:: Work order ::
Collect all lines below with the string "expected".

Data items
· · · · · · ·
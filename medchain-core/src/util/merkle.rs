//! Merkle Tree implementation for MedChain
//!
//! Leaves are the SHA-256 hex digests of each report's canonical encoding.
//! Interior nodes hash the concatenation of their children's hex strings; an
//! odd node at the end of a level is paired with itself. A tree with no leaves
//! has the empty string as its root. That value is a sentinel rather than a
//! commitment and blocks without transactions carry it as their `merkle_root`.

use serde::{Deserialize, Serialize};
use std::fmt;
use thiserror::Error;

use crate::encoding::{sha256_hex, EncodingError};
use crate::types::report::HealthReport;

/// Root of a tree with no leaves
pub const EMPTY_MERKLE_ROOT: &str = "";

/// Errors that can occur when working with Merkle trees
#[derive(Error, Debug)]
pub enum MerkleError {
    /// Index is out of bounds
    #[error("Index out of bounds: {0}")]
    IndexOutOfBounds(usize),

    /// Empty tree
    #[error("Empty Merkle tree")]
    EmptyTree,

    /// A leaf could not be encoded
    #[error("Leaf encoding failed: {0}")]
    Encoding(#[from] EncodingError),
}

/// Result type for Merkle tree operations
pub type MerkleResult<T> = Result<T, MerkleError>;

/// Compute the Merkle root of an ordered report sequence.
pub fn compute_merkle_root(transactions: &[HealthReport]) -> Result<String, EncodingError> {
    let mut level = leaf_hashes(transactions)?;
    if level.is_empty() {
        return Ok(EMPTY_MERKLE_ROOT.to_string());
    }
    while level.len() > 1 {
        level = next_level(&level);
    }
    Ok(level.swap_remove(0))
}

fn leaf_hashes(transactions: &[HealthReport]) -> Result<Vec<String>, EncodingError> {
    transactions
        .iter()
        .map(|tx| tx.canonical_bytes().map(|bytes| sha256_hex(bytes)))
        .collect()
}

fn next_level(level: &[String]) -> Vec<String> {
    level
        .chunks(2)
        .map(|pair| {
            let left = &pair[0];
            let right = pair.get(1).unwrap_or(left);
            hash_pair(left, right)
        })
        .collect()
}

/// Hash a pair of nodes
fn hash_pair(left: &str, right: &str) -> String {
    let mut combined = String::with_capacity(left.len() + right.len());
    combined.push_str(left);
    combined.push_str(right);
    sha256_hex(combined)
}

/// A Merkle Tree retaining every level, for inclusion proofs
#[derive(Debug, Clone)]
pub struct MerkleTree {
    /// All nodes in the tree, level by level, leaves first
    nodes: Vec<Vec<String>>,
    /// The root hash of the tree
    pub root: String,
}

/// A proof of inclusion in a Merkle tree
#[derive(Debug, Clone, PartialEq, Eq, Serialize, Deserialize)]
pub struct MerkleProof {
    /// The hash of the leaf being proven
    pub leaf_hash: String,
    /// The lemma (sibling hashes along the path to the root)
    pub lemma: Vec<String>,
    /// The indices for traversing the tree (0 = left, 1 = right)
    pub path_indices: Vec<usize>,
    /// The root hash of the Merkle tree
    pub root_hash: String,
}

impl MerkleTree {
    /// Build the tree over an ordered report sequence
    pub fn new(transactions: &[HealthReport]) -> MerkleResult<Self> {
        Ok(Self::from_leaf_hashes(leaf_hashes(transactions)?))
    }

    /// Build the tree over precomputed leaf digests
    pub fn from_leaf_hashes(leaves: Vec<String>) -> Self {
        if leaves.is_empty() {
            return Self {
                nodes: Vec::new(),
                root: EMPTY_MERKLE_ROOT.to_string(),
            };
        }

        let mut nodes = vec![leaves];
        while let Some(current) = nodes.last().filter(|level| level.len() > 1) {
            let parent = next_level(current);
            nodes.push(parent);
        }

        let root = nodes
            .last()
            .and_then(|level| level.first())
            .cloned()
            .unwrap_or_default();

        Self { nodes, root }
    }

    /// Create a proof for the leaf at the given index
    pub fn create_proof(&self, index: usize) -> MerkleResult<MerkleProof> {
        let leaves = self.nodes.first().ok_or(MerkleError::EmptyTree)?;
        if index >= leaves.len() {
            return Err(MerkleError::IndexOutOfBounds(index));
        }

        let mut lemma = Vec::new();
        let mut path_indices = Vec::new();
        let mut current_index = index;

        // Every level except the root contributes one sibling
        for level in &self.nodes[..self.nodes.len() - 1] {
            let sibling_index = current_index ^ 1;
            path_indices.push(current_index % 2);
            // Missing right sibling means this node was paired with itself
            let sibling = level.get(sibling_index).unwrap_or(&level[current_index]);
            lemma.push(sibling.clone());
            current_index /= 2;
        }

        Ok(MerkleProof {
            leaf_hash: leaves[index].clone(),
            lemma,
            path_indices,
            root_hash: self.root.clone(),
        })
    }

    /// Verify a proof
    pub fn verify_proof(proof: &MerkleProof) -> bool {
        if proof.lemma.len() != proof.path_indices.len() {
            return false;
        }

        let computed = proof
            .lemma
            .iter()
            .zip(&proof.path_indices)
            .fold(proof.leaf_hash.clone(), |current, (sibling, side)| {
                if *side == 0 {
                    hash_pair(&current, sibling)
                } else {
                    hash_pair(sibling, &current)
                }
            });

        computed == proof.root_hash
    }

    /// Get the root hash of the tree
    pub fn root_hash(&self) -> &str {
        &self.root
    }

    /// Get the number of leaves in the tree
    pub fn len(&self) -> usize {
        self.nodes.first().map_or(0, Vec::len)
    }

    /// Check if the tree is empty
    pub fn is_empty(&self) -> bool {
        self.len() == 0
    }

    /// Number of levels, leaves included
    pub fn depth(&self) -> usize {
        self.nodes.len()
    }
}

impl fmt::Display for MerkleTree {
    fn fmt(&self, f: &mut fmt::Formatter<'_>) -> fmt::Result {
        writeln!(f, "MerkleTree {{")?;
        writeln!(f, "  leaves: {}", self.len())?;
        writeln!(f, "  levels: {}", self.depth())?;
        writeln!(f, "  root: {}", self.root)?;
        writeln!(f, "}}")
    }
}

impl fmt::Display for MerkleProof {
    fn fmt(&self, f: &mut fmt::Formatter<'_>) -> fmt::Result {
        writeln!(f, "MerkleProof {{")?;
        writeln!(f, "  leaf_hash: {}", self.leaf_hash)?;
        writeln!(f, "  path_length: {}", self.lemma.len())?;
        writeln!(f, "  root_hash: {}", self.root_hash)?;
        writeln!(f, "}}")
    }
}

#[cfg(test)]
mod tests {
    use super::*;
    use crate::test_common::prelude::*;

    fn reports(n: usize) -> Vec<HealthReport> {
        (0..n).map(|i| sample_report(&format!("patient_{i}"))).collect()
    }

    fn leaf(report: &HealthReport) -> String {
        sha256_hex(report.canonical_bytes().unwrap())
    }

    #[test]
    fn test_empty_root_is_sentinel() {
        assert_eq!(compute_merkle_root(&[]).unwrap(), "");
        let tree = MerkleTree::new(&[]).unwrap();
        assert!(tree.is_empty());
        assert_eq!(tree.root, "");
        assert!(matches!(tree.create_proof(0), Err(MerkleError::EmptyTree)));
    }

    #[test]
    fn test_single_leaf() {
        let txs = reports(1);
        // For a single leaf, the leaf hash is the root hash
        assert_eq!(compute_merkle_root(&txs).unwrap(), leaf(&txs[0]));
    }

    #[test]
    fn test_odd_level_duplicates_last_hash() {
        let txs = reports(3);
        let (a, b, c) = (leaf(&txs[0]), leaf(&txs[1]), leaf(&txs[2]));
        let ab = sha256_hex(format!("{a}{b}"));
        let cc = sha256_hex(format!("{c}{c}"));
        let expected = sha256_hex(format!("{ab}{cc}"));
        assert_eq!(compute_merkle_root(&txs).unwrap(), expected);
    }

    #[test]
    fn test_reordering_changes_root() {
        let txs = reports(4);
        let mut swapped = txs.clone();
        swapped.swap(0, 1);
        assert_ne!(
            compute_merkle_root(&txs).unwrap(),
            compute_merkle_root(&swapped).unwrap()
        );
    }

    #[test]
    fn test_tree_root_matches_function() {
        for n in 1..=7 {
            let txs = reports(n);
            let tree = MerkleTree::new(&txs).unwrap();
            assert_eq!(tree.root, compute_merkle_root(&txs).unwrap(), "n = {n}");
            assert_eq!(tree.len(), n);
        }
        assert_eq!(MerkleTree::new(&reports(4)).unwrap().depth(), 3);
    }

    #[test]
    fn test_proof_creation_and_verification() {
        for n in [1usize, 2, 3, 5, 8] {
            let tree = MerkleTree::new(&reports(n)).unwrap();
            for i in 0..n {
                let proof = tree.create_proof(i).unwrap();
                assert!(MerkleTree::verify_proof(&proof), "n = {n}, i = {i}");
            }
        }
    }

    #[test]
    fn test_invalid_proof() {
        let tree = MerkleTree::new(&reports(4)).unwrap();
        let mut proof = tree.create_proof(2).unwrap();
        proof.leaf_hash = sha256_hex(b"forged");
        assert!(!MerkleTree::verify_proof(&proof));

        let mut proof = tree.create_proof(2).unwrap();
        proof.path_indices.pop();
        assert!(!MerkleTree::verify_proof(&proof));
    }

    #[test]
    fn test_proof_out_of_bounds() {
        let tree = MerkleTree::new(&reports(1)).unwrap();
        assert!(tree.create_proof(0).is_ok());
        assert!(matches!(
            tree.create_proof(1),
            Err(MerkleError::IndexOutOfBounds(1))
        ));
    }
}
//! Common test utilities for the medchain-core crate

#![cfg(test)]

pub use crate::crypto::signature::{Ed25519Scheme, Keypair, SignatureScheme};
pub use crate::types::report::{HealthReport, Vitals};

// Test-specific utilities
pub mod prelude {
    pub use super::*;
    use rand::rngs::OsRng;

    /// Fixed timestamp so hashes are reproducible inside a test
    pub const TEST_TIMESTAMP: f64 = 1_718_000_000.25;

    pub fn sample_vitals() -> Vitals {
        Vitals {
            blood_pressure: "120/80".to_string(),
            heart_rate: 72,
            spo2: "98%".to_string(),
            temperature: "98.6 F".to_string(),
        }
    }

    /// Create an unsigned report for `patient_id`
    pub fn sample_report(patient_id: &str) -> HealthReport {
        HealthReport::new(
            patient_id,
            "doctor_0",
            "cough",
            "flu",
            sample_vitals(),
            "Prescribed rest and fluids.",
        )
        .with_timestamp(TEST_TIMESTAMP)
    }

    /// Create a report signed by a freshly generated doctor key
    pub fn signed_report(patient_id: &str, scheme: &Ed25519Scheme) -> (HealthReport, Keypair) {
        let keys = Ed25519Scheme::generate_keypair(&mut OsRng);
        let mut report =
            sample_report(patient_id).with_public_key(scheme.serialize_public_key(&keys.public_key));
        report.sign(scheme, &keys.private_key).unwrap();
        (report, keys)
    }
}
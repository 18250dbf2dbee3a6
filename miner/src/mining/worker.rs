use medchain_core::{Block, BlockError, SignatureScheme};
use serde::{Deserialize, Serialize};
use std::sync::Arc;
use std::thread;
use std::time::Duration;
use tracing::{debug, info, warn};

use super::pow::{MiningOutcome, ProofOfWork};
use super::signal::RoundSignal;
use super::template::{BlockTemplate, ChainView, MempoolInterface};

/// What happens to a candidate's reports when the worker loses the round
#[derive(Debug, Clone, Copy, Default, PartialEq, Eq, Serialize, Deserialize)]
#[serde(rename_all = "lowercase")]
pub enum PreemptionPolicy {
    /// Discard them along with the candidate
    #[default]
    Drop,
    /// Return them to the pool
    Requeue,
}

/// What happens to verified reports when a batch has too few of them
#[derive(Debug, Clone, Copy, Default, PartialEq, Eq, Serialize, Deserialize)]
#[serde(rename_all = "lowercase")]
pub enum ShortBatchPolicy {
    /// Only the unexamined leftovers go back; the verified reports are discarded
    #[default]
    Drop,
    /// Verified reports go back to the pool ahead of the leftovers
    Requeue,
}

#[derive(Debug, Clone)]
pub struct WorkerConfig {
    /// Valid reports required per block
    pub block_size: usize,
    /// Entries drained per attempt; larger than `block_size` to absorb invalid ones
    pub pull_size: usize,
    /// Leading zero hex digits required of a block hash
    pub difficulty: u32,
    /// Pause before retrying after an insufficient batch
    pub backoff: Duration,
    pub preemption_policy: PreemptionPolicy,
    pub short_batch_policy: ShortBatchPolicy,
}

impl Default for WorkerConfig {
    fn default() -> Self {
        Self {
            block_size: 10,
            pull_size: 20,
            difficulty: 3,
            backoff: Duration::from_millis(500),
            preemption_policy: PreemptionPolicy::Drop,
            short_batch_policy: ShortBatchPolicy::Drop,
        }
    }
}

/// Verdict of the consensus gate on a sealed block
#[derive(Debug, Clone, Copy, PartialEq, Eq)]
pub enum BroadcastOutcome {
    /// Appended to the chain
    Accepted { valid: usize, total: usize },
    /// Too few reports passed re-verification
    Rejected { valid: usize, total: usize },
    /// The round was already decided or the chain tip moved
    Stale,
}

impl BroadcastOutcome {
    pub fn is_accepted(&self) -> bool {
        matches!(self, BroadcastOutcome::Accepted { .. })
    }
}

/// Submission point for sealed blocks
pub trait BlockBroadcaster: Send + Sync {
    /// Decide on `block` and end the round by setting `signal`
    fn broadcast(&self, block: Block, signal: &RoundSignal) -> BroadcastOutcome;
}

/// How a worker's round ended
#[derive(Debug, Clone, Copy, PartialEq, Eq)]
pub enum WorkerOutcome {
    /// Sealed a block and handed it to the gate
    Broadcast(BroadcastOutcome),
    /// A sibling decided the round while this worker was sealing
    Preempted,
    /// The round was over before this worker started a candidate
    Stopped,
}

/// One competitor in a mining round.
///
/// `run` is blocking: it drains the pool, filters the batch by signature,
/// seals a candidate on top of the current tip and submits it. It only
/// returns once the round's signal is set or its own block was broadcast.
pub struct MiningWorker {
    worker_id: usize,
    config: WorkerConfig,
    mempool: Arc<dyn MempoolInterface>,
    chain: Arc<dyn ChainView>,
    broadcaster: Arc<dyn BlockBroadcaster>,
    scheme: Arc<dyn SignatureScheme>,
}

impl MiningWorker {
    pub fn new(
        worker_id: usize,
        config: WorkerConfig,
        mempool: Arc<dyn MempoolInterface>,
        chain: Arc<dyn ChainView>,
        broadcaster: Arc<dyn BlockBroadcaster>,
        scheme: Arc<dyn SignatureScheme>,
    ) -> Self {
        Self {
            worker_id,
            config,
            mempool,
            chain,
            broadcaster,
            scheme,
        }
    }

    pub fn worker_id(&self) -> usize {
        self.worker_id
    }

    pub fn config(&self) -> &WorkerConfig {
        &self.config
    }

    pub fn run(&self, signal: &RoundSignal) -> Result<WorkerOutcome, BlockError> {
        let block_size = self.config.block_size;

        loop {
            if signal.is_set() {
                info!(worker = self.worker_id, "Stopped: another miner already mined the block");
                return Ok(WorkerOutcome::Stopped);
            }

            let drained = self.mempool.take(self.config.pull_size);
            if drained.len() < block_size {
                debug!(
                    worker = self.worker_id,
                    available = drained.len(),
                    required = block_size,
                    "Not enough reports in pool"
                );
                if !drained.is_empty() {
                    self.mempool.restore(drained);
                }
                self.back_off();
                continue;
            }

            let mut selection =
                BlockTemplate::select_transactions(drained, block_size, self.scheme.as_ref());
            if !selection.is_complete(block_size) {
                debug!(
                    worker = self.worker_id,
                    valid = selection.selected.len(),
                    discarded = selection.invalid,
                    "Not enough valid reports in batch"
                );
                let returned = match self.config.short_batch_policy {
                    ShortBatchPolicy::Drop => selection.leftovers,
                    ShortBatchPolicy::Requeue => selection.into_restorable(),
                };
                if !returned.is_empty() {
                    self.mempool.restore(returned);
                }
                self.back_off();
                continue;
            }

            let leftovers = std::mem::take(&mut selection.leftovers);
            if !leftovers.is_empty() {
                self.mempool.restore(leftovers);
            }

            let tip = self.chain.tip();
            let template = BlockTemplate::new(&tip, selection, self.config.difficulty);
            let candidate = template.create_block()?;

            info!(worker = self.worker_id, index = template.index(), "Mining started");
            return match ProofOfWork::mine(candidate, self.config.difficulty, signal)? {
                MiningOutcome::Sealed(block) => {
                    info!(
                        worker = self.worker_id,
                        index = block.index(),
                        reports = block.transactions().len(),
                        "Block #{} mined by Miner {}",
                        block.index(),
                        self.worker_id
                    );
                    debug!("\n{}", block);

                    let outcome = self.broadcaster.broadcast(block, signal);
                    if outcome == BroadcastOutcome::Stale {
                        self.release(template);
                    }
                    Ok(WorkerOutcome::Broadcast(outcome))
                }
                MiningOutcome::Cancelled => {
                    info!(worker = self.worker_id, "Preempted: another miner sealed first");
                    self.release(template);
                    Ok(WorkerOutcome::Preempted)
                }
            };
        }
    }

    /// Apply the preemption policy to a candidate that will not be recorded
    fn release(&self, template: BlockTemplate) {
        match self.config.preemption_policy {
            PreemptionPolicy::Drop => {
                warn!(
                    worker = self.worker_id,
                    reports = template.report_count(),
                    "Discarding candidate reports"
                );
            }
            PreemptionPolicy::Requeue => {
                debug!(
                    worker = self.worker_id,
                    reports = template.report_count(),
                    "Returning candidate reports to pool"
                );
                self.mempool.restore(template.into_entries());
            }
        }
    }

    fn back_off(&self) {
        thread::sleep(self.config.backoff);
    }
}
· · · · · · ·
:: Task output ::
        let expected = sha256_hex(format!("{ab}{cc}"));
        assert_eq!(compute_merkle_root(&txs).unwrap(), expected);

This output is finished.